■ **What you need to do**
Here is a block of entries. Write out its lines exactly, from the first through the one containing "never owns subtasks.".

■ **Material supplied**

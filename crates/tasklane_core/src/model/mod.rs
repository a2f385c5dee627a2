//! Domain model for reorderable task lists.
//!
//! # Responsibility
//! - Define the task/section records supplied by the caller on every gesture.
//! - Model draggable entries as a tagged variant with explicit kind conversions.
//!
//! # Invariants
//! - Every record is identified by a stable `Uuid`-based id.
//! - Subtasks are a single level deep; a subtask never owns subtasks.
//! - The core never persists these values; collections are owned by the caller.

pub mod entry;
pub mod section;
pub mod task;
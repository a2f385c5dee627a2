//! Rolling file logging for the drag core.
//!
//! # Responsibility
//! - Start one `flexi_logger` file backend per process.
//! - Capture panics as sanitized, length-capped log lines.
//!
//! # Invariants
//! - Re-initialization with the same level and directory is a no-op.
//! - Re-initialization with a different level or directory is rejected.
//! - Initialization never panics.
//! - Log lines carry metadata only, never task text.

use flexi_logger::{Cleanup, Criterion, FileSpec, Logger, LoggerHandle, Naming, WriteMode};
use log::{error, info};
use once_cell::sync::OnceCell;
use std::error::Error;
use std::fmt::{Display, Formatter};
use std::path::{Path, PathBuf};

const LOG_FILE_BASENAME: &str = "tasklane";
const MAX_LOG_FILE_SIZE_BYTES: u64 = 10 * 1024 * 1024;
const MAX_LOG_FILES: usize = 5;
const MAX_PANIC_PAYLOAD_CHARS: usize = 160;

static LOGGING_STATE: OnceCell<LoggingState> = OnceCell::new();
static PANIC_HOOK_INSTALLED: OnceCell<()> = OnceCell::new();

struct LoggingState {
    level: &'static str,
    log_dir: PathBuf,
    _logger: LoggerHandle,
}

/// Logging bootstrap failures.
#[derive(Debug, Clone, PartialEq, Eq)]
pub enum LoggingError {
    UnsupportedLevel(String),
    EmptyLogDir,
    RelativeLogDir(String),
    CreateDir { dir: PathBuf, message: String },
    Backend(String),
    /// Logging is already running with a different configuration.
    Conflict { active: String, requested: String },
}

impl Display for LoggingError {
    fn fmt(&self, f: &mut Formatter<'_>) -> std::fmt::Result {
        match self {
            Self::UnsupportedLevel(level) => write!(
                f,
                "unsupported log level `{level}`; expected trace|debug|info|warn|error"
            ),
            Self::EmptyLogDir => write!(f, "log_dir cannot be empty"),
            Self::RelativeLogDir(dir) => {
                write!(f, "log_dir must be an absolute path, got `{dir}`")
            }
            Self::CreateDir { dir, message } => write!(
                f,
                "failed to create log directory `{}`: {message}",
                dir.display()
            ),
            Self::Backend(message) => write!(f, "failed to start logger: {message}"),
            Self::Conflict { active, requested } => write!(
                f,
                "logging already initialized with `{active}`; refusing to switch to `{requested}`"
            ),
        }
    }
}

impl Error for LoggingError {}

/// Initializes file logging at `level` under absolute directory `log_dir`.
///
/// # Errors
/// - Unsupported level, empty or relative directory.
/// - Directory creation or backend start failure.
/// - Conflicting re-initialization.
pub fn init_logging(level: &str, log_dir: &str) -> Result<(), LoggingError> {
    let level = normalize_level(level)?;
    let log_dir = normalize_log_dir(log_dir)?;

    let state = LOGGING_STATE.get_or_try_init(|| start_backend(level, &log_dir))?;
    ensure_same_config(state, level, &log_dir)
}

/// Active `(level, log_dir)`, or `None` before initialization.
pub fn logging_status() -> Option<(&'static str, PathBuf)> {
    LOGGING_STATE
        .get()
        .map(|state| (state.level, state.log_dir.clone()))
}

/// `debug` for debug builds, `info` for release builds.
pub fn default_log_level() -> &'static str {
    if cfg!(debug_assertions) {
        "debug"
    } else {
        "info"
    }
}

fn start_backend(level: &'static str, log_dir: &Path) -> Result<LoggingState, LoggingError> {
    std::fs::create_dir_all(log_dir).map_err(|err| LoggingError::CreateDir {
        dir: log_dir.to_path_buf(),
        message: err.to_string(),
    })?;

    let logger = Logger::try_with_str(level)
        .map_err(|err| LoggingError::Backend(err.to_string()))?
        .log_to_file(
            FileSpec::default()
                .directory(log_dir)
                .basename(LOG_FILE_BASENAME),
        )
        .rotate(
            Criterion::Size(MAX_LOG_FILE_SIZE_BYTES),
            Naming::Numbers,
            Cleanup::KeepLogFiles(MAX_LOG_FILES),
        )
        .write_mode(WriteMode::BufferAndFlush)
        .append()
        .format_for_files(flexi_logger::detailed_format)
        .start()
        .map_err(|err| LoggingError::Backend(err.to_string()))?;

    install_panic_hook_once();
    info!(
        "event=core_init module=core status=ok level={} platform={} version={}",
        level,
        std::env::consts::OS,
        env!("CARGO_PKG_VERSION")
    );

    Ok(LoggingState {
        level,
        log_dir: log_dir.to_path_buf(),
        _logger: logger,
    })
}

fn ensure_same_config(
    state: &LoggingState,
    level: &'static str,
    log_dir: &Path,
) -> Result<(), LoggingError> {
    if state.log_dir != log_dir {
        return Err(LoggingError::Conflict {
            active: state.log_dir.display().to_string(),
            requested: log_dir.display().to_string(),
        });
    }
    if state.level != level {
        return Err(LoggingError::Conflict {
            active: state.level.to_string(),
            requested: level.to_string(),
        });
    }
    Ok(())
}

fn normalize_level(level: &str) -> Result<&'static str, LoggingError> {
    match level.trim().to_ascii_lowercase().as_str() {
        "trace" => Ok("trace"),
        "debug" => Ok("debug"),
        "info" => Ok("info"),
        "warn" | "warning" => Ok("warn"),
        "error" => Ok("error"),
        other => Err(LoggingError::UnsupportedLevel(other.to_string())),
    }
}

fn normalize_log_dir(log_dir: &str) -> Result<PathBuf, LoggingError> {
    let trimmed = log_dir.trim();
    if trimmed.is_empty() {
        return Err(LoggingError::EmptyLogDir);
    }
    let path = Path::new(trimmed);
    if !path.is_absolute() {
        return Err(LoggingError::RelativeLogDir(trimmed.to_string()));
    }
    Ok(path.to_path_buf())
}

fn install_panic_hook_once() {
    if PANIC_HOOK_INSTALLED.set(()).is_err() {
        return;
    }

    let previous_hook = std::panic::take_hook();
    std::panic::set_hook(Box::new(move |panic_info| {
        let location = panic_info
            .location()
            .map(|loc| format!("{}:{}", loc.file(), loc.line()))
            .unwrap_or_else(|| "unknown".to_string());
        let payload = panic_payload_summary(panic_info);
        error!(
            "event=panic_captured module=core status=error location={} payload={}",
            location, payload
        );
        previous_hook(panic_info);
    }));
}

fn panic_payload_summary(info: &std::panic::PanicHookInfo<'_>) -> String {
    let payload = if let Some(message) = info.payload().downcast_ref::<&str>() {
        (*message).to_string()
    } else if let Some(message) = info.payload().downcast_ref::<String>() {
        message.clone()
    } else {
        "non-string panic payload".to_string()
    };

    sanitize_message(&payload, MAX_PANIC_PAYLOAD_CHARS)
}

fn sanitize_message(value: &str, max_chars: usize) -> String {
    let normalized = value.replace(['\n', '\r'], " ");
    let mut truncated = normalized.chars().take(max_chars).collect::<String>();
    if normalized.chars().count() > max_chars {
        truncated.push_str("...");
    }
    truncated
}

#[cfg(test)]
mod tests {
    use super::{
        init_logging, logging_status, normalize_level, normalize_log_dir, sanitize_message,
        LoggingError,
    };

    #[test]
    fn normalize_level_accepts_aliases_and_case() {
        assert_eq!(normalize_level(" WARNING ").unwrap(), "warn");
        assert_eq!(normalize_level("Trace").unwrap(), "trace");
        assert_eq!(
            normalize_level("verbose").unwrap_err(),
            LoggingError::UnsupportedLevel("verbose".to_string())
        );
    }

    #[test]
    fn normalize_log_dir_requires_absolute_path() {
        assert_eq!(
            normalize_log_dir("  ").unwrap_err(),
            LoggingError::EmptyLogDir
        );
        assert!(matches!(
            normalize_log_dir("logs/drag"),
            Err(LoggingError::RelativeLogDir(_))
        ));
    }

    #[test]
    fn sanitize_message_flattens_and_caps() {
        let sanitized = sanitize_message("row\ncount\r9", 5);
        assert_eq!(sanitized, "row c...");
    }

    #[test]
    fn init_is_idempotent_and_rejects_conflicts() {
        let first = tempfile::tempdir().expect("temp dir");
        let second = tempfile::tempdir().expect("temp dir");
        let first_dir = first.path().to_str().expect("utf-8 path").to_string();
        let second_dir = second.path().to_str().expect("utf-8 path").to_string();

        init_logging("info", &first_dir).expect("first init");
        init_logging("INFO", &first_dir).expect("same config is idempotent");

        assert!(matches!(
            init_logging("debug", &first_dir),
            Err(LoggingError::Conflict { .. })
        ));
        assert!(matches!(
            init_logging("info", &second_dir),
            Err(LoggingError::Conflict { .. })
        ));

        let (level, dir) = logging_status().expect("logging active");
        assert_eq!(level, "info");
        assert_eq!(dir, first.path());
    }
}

■ **Task result**
filename crates/tasklane_core/src/model/mod.rs
repository a2f385c5dee627a2
//! Domain model for reorderable task lists.
//!
//! # Responsibility
//! - Define the task/section records supplied by the caller on every gesture.
//! - Model draggable entries as a tagged variant with explicit kind conversions.
//!
//! # Invariants
//! - Every record is identified by a stable `Uuid`-based id.
//! - Subtasks are a single level deep; a subtask never owns subtasks.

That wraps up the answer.